Understanding the educational experiences and opinions, attainment, achievement and aspirations of looked after children in Wales

Since devolution (1998 in some respects in Wales), the Welsh Government has developed its own policies and guidance for local authorities, which aim to tackle the issue of the ‘underachievement’ for looked after children and young people (LACYP). This has resulted in several types of educational interventions for LACYP in compulsory education.

These include:

  1. The establishment of the local authority looked-after children’s education coordinator to monitor progress;
  2. The looked-after children’s education support worker to provide catch-up support; 
  3. A designated teacher in schools who supports LACYP; and the
  4. Personal Education Plan (see WAG 2007).

However, despite these policy provisions, the overall educational attainment of LACYP has yet to be noticeably raised.
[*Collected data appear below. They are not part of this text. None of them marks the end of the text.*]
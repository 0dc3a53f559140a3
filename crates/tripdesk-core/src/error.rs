//! Error types for tripdesk.
//!
//! The executor resolves every failure to an [`ExecutorError`]. Transport
//! and storage backends report through [`TransportError`] and
//! [`StorageError`], and configuration mistakes through
//! [`InvalidInputError`].

use std::fmt;

use serde_json::Value;
use thiserror::Error;

use crate::operation::GraphqlError;

/// Flat classification of an [`ExecutorError`].
#[derive(Debug, Clone, Copy, PartialEq, Eq, Hash)]
pub enum ErrorKind {
    /// No usable credential; the caller must send the user to sign-in.
    Unauthenticated,
    /// The backend answered with field-level errors.
    GraphQlError,
    /// Network, timeout, HTTP status or malformed response.
    TransportError,
    /// The caller abandoned the request.
    Cancelled,
}

/// The error type returned by [`Executor`](crate::Executor) operations.
#[derive(Debug, Error)]
pub enum ExecutorError {
    /// No usable credential is available.
    #[error("unauthenticated: {reason}")]
    Unauthenticated { reason: String },

    /// The backend returned field-level errors, possibly alongside partial data.
    #[error("GraphQL error: {}", summarize(.errors))]
    GraphQl {
        /// Partial data, if the backend returned any.
        data: Option<Value>,
        /// The errors reported by the backend.
        errors: Vec<GraphqlError>,
    },

    /// The transport failed to deliver a usable response.
    #[error("transport error: {0}")]
    Transport(#[from] TransportError),

    /// The caller's scope was cancelled before the executor acted on the result.
    #[error("request cancelled by caller")]
    Cancelled,
}

impl ExecutorError {
    pub(crate) fn unauthenticated(reason: impl Into<String>) -> Self {
        Self::Unauthenticated {
            reason: reason.into(),
        }
    }

    /// Returns the flat error classification.
    pub fn kind(&self) -> ErrorKind {
        match self {
            ExecutorError::Unauthenticated { .. } => ErrorKind::Unauthenticated,
            ExecutorError::GraphQl { .. } => ErrorKind::GraphQlError,
            ExecutorError::Transport(_) => ErrorKind::TransportError,
            ExecutorError::Cancelled => ErrorKind::Cancelled,
        }
    }

    /// Returns true if the caller has to re-authenticate.
    pub fn is_unauthenticated(&self) -> bool {
        self.kind() == ErrorKind::Unauthenticated
    }
}

fn summarize(errors: &[GraphqlError]) -> String {
    match errors {
        [] => "no error details".to_string(),
        [only] => only.message.clone(),
        [first, rest @ ..] => format!("{} (and {} more)", first.message, rest.len()),
    }
}

/// Transport-level errors.
#[derive(Debug, Clone, Error)]
pub enum TransportError {
    /// The endpoint rejected the request's authorization (HTTP 401).
    #[error("unauthorized")]
    Unauthorized,

    /// Network connection failed.
    #[error("connection failed: {message}")]
    Connection { message: String },

    /// Request timed out.
    #[error("request timed out")]
    Timeout,

    /// The endpoint answered with a non-success status and no GraphQL envelope.
    #[error("HTTP {status}: {body}")]
    Http { status: u16, body: String },

    /// The response could not be decoded.
    #[error("malformed response: {message}")]
    Malformed { message: String },
}

impl TransportError {
    pub fn malformed(message: impl fmt::Display) -> Self {
        TransportError::Malformed {
            message: message.to_string(),
        }
    }
}

/// Failure of the refresh mutation.
///
/// Never crosses the executor boundary: it is always converted to
/// [`ExecutorError::Unauthenticated`]. `Clone` because every caller waiting
/// on a coalesced refresh receives the same outcome.
#[derive(Debug, Clone, Error)]
pub(crate) enum RefreshError {
    #[error("no usable refresh token")]
    NoRefreshToken,

    #[error("refresh rejected: {0}")]
    Rejected(String),

    #[error("refresh transport failure: {0}")]
    Transport(#[from] TransportError),

    #[error("refresh task aborted: {0}")]
    Aborted(String),

    #[error("session was cleared while refreshing")]
    Superseded,
}

/// Durable credential storage errors.
#[derive(Debug, Error)]
pub enum StorageError {
    /// Filesystem or platform storage failure.
    #[error("storage I/O error: {0}")]
    Io(#[from] std::io::Error),

    /// The credential could not be encoded.
    #[error("failed to encode credential: {0}")]
    Encode(#[from] serde_json::Error),
}

/// Input validation errors.
#[derive(Debug, Error)]
pub enum InvalidInputError {
    /// Invalid GraphQL endpoint URL.
    #[error("invalid endpoint URL '{value}': {reason}")]
    EndpointUrl { value: String, reason: String },
}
The lack of marked progress in this area, despite policy interventions, highlights the challenges in addressing LACYPs educational achievement and the complexity of the problem.

 

Reference: Mannay D., Staples, E., Hallett, S., Roberts, L., Rees, A., Evans, R., Andrews, D. (2015). Understanding the educational experiences and opinions, attainment, achievement and aspirations of looked after children in Wales. Cardiff: Cardiff University

 

editors comments

Contract research is often a difficult task; multiple research questions; often interdisciplinary or multidisciplinary and tough to manage into a coherent whole. More often than not, such research is based on survey data and in research terms, is inductive, and as such provides no attempts at explanation using existing theory. This report represents each and all of those things. The research cobbles together a partial and limited systematic review (although it claims otherwise); a few child-friendly textually driven data collection episodes with primary school children; some small-scale focus groups; and what appears to be two telephone interviews with Careleavers in HE.

It is, however, useful for its reference list and traditional literature review and an interesting source for some statistics, and for students at least, some insight into some valuable small scale research methods with children.

This survey was used as part of the Welsh governments' rather good 'Raising the ambitions and educational attainment of children who are looked after in Wales' strategy.